For this script, version pinning is cleaner.


Likely next errors after this fix

After you fix AudioMetaData, you may hit another layer. That is normal.

Possible next error: Hugging Face model access

If you load pyannote models from Hugging Face, you may need to accept model conditions and use a token.

Possible symptoms:

401 Unauthorized
403 Forbidden
Repository not found
You are not in the authorized list

Useful links:

  • pyannote/speaker-diarization-3.1
  • pyannote/speaker-diarization-community-1
  • Hugging Face access tokens docs

Possible next error: TorchCodec / FFmpeg

If you migrate toward newer pyannote or use TorchCodec-backed decoding, you may see errors like:

Could not load libtorchcodec
FFmpeg is not properly installed

Useful links:

  • TorchCodec README
  • TorchAudio future / TorchCodec migration issue

Possible next error: CUDA unavailable

If:

torch.cuda.is_available()

returns:

False

then the import problem is fixed, but your PyTorch install is not seeing the GPU. That is a PyTorch wheel/index/CUDA issue.

Useful link:

  • uv PyTorch integration guide

Possible next error: faster-whisper CUDA/cuDNN/CTranslate2

Possible symptoms:

Library libcudnn_ops_infer.so not found
CUDA failed
unsupported compute type

Useful link:

  • faster-whisper README

Final recommended script header

For your current script, I would start with this:

#!/usr/bin/env -S uv run --script
# /// script
# requires-python = ">=3.10,<3.14"
# dependencies = [
#   "faster-whisper",
#   "numpy",
#   "pyannote.audio==3.4.0",
#   "scikit-learn",
#   "torch==2.8.0",
#   "torchaudio==2.8.0",
#   "torchcodec==0.7.*",
#   "omegaconf",
#   "brouhaha @ file:///home/user/diarization/repos/.venv/brouhaha-vad",
# ]
# ///

Then run:

uv run --refresh --script diaritranscribe3.py

Then inspect:

uv tree --script diaritranscribe3.py

Then lock:

uv lock --script diaritranscribe3.py

Bottom line

The fix is not to install a random missing package. The fix is to choose a coherent version family.

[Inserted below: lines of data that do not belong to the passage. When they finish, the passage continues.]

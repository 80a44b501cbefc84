//! Per-file persisted editor state.
//!
//! A fixed 36-byte big-endian record a host stashes next to a file (extended
//! attribute, sidecar database) and replays when the file is reopened:
//! selection, scroll position, window geometry, soft-wrap flag, tab width.
//!
//! Decoding is infallible. Records from older versions, truncated blobs, or
//! plain garbage decode to safe defaults field by field; a bad selection is
//! clamped when applied to a document.
//!
//! Layout (offsets in bytes, all integers big-endian):
//!
//! ```text
//!  0  u8   selection kind (0 = stream, 1 = block)
//!  1  u8   soft wrap (0 = off, nonzero = on)
//!  2  u16  tab width (0 = use default)
//!  4  u32  anchor offset        / anchor line
//!  8  u32  caret offset         / anchor column
//! 12  u32  0                    / caret line
//! 16  u32  0                    / caret column
//! 20  u32  scroll x
//! 24  u32  scroll y
//! 28  u16  window left, top, width, height
//! ```

use crate::device::DEFAULT_TAB_WIDTH;
use crate::document::Document;
use crate::selection::Selection;

/// Size of the encoded record.
pub const PERSISTED_STATE_LEN: usize = 36;

/// The state a host persists per file.
#[derive(Debug, Clone, Copy, PartialEq, Eq)]
pub struct PersistedState {
    /// Selection to restore (clamped against the reopened document).
    pub selection: Selection,
    /// Horizontal scroll position, in host units.
    pub scroll_x: u32,
    /// Vertical scroll position, in host units.
    pub scroll_y: u32,
    /// Window geometry: left, top, width, height.
    pub window: [u16; 4],
    /// Whether soft wrapping was on.
    pub soft_wrap: bool,
    /// Tab width in cells; 0 means "use the default".
    pub tab_width: u16,
}

impl Default for PersistedState {
    fn default() -> Self {
        Self {
            selection: Selection::caret(0),
            scroll_x: 0,
            scroll_y: 0,
            window: [0; 4],
            soft_wrap: false,
            tab_width: DEFAULT_TAB_WIDTH as u16,
        }
    }
}

impl PersistedState {
    /// Encode into the fixed on-disk form.
    pub fn encode(&self) -> [u8; PERSISTED_STATE_LEN] {
        let mut out = [0u8; PERSISTED_STATE_LEN];
        let (kind, fields): (u8, [u32; 4]) = match self.selection {
            Selection::Stream { anchor, caret } => {
                (0, [anchor as u32, caret as u32, 0, 0])
            }
            Selection::Block {
                anchor_line,
                anchor_column,
                caret_line,
                caret_column,
            } => (
                1,
                [
                    anchor_line as u32,
                    anchor_column as u32,
                    caret_line as u32,
                    caret_column as u32,
                ],
            ),
        };
        out[0] = kind;
        out[1] = u8::from(self.soft_wrap);
        out[2..4].copy_from_slice(&self.tab_width.to_be_bytes());
        for (i, field) in fields.iter().enumerate() {
            out[4 + i * 4..8 + i * 4].copy_from_slice(&field.to_be_bytes());
        }
        out[20..24].copy_from_slice(&self.scroll_x.to_be_bytes());
        out[24..28].copy_from_slice(&self.scroll_y.to_be_bytes());
        for (i, dim) in self.window.iter().enumerate() {
            out[28 + i * 2..30 + i * 2].copy_from_slice(&dim.to_be_bytes());
        }
        out
    }

    /// Decode a record. Never fails; missing bytes read as zero.
    pub fn decode(bytes: &[u8]) -> Self {
        let mut buf = [0u8; PERSISTED_STATE_LEN];
        let take = bytes.len().min(PERSISTED_STATE_LEN);
        buf[..take].copy_from_slice(&bytes[..take]);

        let u16_at = |i: usize| u16::from_be_bytes([buf[i], buf[i + 1]]);
        let u32_at = |i: usize| u32::from_be_bytes([buf[i], buf[i + 1], buf[i + 2], buf[i + 3]]);

        let selection = if buf[0] == 1 {
            Selection::block(
                u32_at(4) as usize,
                u32_at(8) as usize,
                u32_at(12) as usize,
                u32_at(16) as usize,
            )
        } else {
            Selection::stream(u32_at(4) as usize, u32_at(8) as usize)
        };

        Self {
            selection,
            scroll_x: u32_at(20),
            scroll_y: u32_at(24),
            window: [u16_at(28), u16_at(30), u16_at(32), u16_at(34)],
            soft_wrap: buf[1] != 0,
            tab_width: u16_at(2),
        }
    }
}

impl Document {
    /// Capture this document's persistable state, with the host-supplied
    /// scroll position and window geometry folded in.
    pub fn persisted_state(&self, scroll: (u32, u32), window: [u16; 4]) -> PersistedState {
        PersistedState {
            selection: self.selection(),
            scroll_x: scroll.0,
            scroll_y: scroll.1,
            window,
            soft_wrap: self.soft_wrap(),
            tab_width: self.tab_width() as u16,
        }
    }

    /// Reapply a persisted record: tab width, soft wrap, and selection. The
    /// selection is clamped against the current text; scroll and geometry are
    /// the host's to restore.
    pub fn apply_persisted(&mut self, state: &PersistedState) {
        let tab_width = if state.tab_width == 0 {
            DEFAULT_TAB_WIDTH
        } else {
            state.tab_width as usize
        };
        self.set_tab_width(tab_width);
        self.set_soft_wrap(state.soft_wrap);
        self.set_selection(state.selection);
    }
}

#[cfg(test)]
mod tests {
    use super::*;

    #[test]
    fn stream_state_round_trips() {
        let state = PersistedState {
            selection: Selection::stream(12, 40),
            scroll_x: 3,
            scroll_y: 999,
            window: [10, 20, 640, 480],
            soft_wrap: true,
            tab_width: 8,
        };
        let bytes = state.encode();
        assert_eq!(bytes.len(), PERSISTED_STATE_LEN);
        assert_eq!(PersistedState::decode(&bytes), state);
    }

    #[test]
    fn block_state_round_trips() {
        let state = PersistedState {
            selection: Selection::block(2, 4, 9, 17),
            ..PersistedState::default()
        };
        assert_eq!(PersistedState::decode(&state.encode()), state);
    }

    #[test]
    fn garbage_and_short_input_decode_to_defaults() {
        let decoded = PersistedState::decode(&[]);
        assert_eq!(decoded.selection, Selection::caret(0));
        assert!(!decoded.soft_wrap);
        assert_eq!(decoded.tab_width, 0);

        // An unknown selection kind falls back to stream.
        let mut bytes = [0xffu8; PERSISTED_STATE_LEN];
        bytes[0] = 7;
        let decoded = PersistedState::decode(&bytes);
        assert!(!decoded.selection.is_block());
    }

    #[test]
    fn apply_clamps_against_document() {
        let mut doc = Document::new("short");
        let state = PersistedState {
            selection: Selection::stream(2, 4000),
            soft_wrap: true,
            tab_width: 0,
            ..PersistedState::default()
        };
        doc.apply_persisted(&state);
        assert_eq!(doc.selection(), Selection::stream(2, 5));
        assert!(doc.soft_wrap());
        assert_eq!(doc.tab_width(), DEFAULT_TAB_WIDTH);
    }
}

For your current script, the most practical recovery family is:

pyannote.audio 3.4.0
torch 2.8.0
torchaudio 2.8.0
torchcodec 0.7.x
Python 3.12

That combination is aimed at the exact failure:

AttributeError: module 'torchaudio' has no attribute 'AudioMetaData'

After that works, debug CUDA, faster-whisper, model access, FFmpeg/TorchCodec, and speaker-transcript alignment as separate layers.

Short summary

  • The error is almost certainly a dependency compatibility issue.
  • torchaudio.AudioMetaData existed in TorchAudio 2.8 but was removed in TorchAudio 2.9.
  • Your dependency block lets uv resolve incompatible versions.
  • Pin pyannote.audio==3.4.0, torch==2.8.0, torchaudio==2.8.0, and torchcodec==0.7.*.
  • Remove the mixed manual nvidia-* packages for the first recovery attempt.
  • Test pyannote import by itself.
  • Use uv run --refresh --script ....
  • Inspect with uv tree --script ....
  • Lock with uv lock --script ....
  • Consider pyannote 4.x / community-1 later as a real migration, not the first fix.